Pombiwi merupakan salah satu makanan khas masyarakat Wabula yang sangat digemari. Karena rasanya yang gurih dan unik sehingga tak heran masyarakat setempat menjadikan pombiwi sebagai makanan santai yang digemari oleh berbagai kalangan. Pombiwi sendiri terbuat dari bahan baku sagu yang dicampur dengan gula merah serta santan kelapa sehingga menciptakan rasa yang khas. 
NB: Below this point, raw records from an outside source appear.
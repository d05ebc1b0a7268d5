use std::fs;
use std::path::{Path, PathBuf};

use crate::error::{AppError, AppResult};
use crate::services::FestivalRecommender;

/// On-disk snapshot of a fitted recommender, encoded with bincode
#[derive(Debug, Clone)]
pub struct ModelStore {
    path: PathBuf,
}

impl ModelStore {
    pub fn new(path: impl Into<PathBuf>) -> Self {
        Self { path: path.into() }
    }

    pub fn path(&self) -> &Path {
        &self.path
    }

    pub fn exists(&self) -> bool {
        self.path.exists()
    }

    /// Writes the snapshot to a temporary file, then renames it into place
    pub fn save(&self, recommender: &FestivalRecommender) -> AppResult<()> {
        let data = bincode::serialize(recommender)
            .map_err(|e| AppError::Snapshot(format!("failed to encode model: {}", e)))?;

        let temp_path = self.path.with_extension("tmp");
        fs::write(&temp_path, &data)?;
        fs::rename(&temp_path, &self.path)?;

        tracing::info!(
            path = %self.path.display(),
            bytes = data.len(),
            "Model snapshot saved"
        );
        Ok(())
    }

    /// Reads and validates the snapshot. A missing, undecodable or
    /// inconsistent snapshot means the model is unavailable.
    pub fn load(&self) -> AppResult<FestivalRecommender> {
        tracing::debug!(path = %self.path.display(), "Loading model snapshot");

        if !self.path.exists() {
            tracing::error!(path = %self.path.display(), "Model snapshot not found");
            return Err(AppError::ModelUnavailable(format!(
                "model file not found: {}",
                self.path.display()
            )));
        }

        let data = fs::read(&self.path)?;
        let recommender: FestivalRecommender = bincode::deserialize(&data).map_err(|e| {
            AppError::ModelUnavailable(format!(
                "corrupted model snapshot {}: {}",
                self.path.display(),
                e
            ))
        })?;

        recommender.validate().map_err(|e| {
            AppError::ModelUnavailable(format!(
                "corrupted model snapshot {}: {}",
                self.path.display(),
                e
            ))
        })?;

        match recommender.model() {
            Some(model) => tracing::info!(
                events = model.len(),
                fitted_at = %model.fitted_at(),
                "Model snapshot loaded"
            ),
            None => tracing::warn!("Loaded snapshot of an unfitted model"),
        }

        Ok(recommender)
    }
}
Biasanya pombiwi dikonsumsi oleh masyarakat setempat yaitu pada saat berbuka puasa dan pada hari biasa yaitu enaknya dikonsumsi saat siang hari. Menurut sumber, bahwa pombiwi ini ketika dikonsumsi pada siang hari atau pada musim panas  dapat melepas dahaga dan menambah energi. Hal ini dikarenakan kandungan glukosa dan karbohidrat yang terkandung didalamnya cukuplah tinggi. Selain disantap panas-panas, pombiwi juga dapat disantap dengan menambahkan es sesuai selera konsumen.
Proses Pembuatan Pombiwi
Walaupun sagu jarang ditanah buton khususnya di Wabula namun pombiwi yang berbahan baku sagu tersebut menjadi santapan khas masyarakat setempat. Menurut sumber yang terpercaya, pada sekitaran tahun 50an, sagu tersebut diimport dari Ambon, hal ini mungkin dikarenakan pada zaman tersebut banyak masyarakat Wabula yang merantau di tanah Ambon namun sekarang masyarakat mengimport sagu langsung dari tanah Kendari yang juga menjadikan sagu sebagai bahan baku makanan khas mereka yaitu sinonggi. Pombiwi jika dilihat memiliki kesamaan tekstur dengan sinonggi namun berbeda dengan sinonggi, pombiwi lebih mirip dengan cendol.

Sebagai generasi muda masyarakat Wabula Sulawesi Tenggara, kami dari HIPPMA Laswabul Kendari juga memiliki kewajiban untuk memperkenalkan serta melestarikan kebudayaan kami dikancah nasional maupun internasional. Salah satunya yaitu dengan memperkenalkan pombiwi di tanah tolaki sehingga diharapkan pombiwi lebih dikenal serta kelestariannya lebih terjaga dari sebelumnya. 

Aksi yang dilaksanakan pada hari minggu 2 April 2017 ini diharapkan menjadi awal mula dari pergerakan kami dalam memperkenalkan kebudayaan kami. Selain itu, pombiwi yang dijual dengan harga Rp. 5000,- per gelas ini pun  diharapkan dapat menambah anggaran kegiatan kami untuk pengadaan baju persatuan HIPPMA Laswabul Kendari. 

Pombiwi yang kami jualpun cukup digemari oleh masyarakat Kendari, hal ini mungkin dikarenakan bentuk dan rasa pombiwi yang unik serta terbuat dari bahan baku sagu yang menjadi makanan khas mereka. Tak hanya masyarakat setempat, namun aparat keamanan yang menjaga aksi pawai tak luput dari perhatian kami. Walaupun demikian, kamipun cukup kesulitan dalam menjual karena ketatnya persaingan antar penjual di Taman Kota Kendari maupun di Area Tugu MTQ. Namun hal tersebut tidak menjadi peluntur semangat kami namun malah menjadi motivasi dan penyemangat kami dalam aksi penggalangan dana tersebut. 
 
 

 

Sebagai ketua umum HIPPMA Laswabul Kendari, saya pribadi sangat mengapresiasikan semangat pengurus terkhusus koordinator Kekaryaan, Kesejahteraan Organisasi dan Pemberdayaan Perempuan (KKOPP) yaitu saudari Lisna serta beberapa kawan-kawan yang sempat hadir pada aksi tersebut sebut saja saudara/i Fandy, Naslul, Darwin, Tomi, Evan, Sarnia, Rita, Amel, Nur Sela, Toni, Linda, dan La Risa yang tidak tidur demi membuat pombiwi dan rela berpanas-panasan demi melancarkan aksi tersebut. Sehingga saya harapkan semangat mereka dapat menjadi contoh teladan bagi para pengurus lainnya. Saya pun berpendapat bahwa baju persatuan bukanlah menjadi pemersatu kita namun proses yang kita tempuh dalam penggalangan dana serta kreaktifitas kitalah yang menjadi bekal dan esensi dari makna persatuan serta rasa persaudaraan kita. Maka dari itu, saya harap aksi seperti ini bukan menjadi akhir namun harus menjadi awal dari pergerakan kita dalam melestarikan dan memperkenalkan kuliner khas Wabula baik secara regional, nasional maupun internasional.